## What you will do
Would you output the entries below only from the line containing "#[async_trait]" through the line containing "the isolation context", exactly as they stand and with both ends included?

## Stored data
↓
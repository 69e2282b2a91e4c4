//! The Environment protocol — isolation, credentials, and resource constraints.

use crate::{error::EnvError, secret::SecretSource, turn::TurnInput, turn::TurnOutput};
use async_trait::async_trait;
use serde::{Deserialize, Serialize};

/// Protocol ④ — Environment
///
/// How a turn executes within an isolated context. Handles isolation,
/// credentials, and resource constraints. The environment mediates
/// between the caller and the execution context.
///
/// Implementations:
/// - LocalEnvironment: no isolation, direct execution (dev mode)
/// - DockerEnvironment: spin up container, execute, tear down
/// - K8sEnvironment: create pod with network policy, execute, delete
/// - WasmEnvironment: sandboxed Wasm runtime
///
/// The critical insight: the Environment owns or has access to whatever
/// it needs to execute a turn — the same pattern as Orchestrator.
/// `run()` takes only data (`TurnInput` + `EnvironmentSpec`), not a
/// function reference. How the Environment resolves and invokes a Turn
/// is an internal concern.
///
/// For `LocalEnvironment`, the turn is stored as an `Arc<dyn Turn>`
/// field at construction time. For `DockerEnvironment`, container
/// configuration is stored — it serializes the `TurnInput`, runs a
/// turn process inside the container, and deserializes the `TurnOutput`.
/// Same trait, radically different isolation.
#[async_trait]
pub trait Environment: Send + Sync {
    /// Execute a turn within this environment's isolation boundary.
    ///
    /// The implementation:
    /// 1. Provisions any required isolation (container, sandbox, etc.)
    /// 2. Injects credentials according to the spec
    /// 3. Applies resource limits
    /// 4. Executes the turn (mechanism is internal to the implementation)
    /// 5. Captures the output
    /// 6. Tears down the isolation context
    async fn run(&self, input: TurnInput, spec: &EnvironmentSpec) -> Result<TurnOutput, EnvError>;
}

/// Declarative specification for an execution environment.
/// This is serializable so it can live in config files (YAML, TOML).
#[non_exhaustive]
#[derive(Debug, Clone, Default, Serialize, Deserialize)]
pub struct EnvironmentSpec {
    /// Isolation boundaries to apply, outermost first.
    #[serde(default)]
    pub isolation: Vec<IsolationBoundary>,

    /// Credentials to make available inside the environment.
    #[serde(default)]
    pub credentials: Vec<CredentialRef>,

    /// Resource limits.
    pub resources: Option<ResourceLimits>,

    /// Network policy.
    pub network: Option<NetworkPolicy>,
}

/// A single isolation boundary. Multiple boundaries compose
/// (e.g., container + gVisor + network policy = defense in depth).
#[non_exhaustive]
#[derive(Debug, Clone, Serialize, Deserialize)]
#[serde(tag = "type", rename_all = "snake_case")]
pub enum IsolationBoundary {
    /// OS process boundary.
    Process,
    /// Container (Docker, containerd, etc.).
    Container {
        /// Optional container image to use.
        image: Option<String>,
    },
    /// Syscall interception (gVisor runsc).
    Gvisor,
    /// Hardware-enforced VM (Kata Containers).
    MicroVm,
    /// WebAssembly sandbox.
    Wasm {
        /// Optional Wasm runtime to use.
        runtime: Option<String>,
    },
    /// Network-level isolation.
    NetworkPolicy {
        /// Network rules to apply.
        rules: Vec<NetworkRule>,
    },
    /// Future isolation types.
    Custom {
        /// The custom boundary type identifier.
        boundary_type: String,
        /// Configuration for this boundary.
        config: serde_json::Value,
    },
}

/// A reference to a credential that should be injected into the environment.
#[non_exhaustive]
#[derive(Debug, Clone, Serialize, Deserialize)]
pub struct CredentialRef {
    /// Name of the credential (e.g., "anthropic-api-key").
    pub name: String,
    /// Where the secret is stored (backend).
    pub source: SecretSource,
    /// How to inject it.
    pub injection: CredentialInjection,
}

/// How a credential is injected into the environment.
#[non_exhaustive]
#[derive(Debug, Clone, Serialize, Deserialize)]
#[serde(rename_all = "snake_case")]
pub enum CredentialInjection {
    /// Set as environment variable.
    EnvVar {
        /// The environment variable name.
        var_name: String,
    },
    /// Mount as file.
    File {
        /// The file path to mount the credential at.
        path: String,
    },
    /// Inject via sidecar/proxy (agent never sees the secret).
    Sidecar,
}

/// Resource limits for the execution environment.
#[non_exhaustive]
#[derive(Debug, Clone, Default, Serialize, Deserialize)]
pub struct ResourceLimits {
    /// CPU limit, e.g. "1.0", "500m".
    pub cpu: Option<String>,
    /// Memory limit, e.g. "2Gi", "512Mi".
    pub memory: Option<String>,
    /// Disk limit, e.g. "10Gi".
    pub disk: Option<String>,
    /// GPU allocation, e.g. "1" or "nvidia.com/gpu: 1".
    pub gpu: Option<String>,
}

/// Network policy for the execution environment.
#[non_exhaustive]
#[derive(Debug, Clone, Serialize, Deserialize)]
pub struct NetworkPolicy {
    /// Default action for traffic not matching any rule.
    pub default: NetworkAction,
    /// Explicit rules.
    pub rules: Vec<NetworkRule>,
}

/// A single network rule.
#[non_exhaustive]
#[derive(Debug, Clone, Serialize, Deserialize)]
pub struct NetworkRule {
    /// Domain or CIDR to match.
    pub destination: String,
    /// Port (optional, None = all ports).
    pub port: Option<u16>,
    /// Allow or deny.
    pub action: NetworkAction,
}

/// Network traffic action.
#[non_exhaustive]
#[derive(Debug, Clone, Serialize, Deserialize, PartialEq)]
#[serde(rename_all = "snake_case")]
pub enum NetworkAction {
    /// Allow the traffic.
    Allow,
    /// Deny the traffic.
    Deny,
}

impl CredentialRef {
    /// Create a new credential reference.
    pub fn new(
        name: impl Into<String>,
        source: SecretSource,
        injection: CredentialInjection,
    ) -> Self {
        Self {
            name: name.into(),
            source,
            injection,
        }
    }
}

impl NetworkPolicy {
    /// Create a new network policy.
    pub fn new(default: NetworkAction, rules: Vec<NetworkRule>) -> Self {
        Self { default, rules }
    }
}

impl NetworkRule {
    /// Create a new network rule.
    pub fn new(destination: impl Into<String>, action: NetworkAction) -> Self {
        Self {
            destination: destination.into(),
            port: None,
            action,
        }
    }
}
↑
## Solution for this exercise
#[async_trait]
pub trait Environment: Send + Sync {
    /// Execute a turn within this environment's isolation boundary.
    ///
    /// The implementation:
    /// 1. Provisions any required isolation (container, sandbox, etc.)
    /// 2. Injects credentials according to the spec
    /// 3. Applies resource limits
    /// 4. Executes the turn (mechanism is internal to the implementation)
    /// 5. Captures the output
    /// 6. Tears down the isolation context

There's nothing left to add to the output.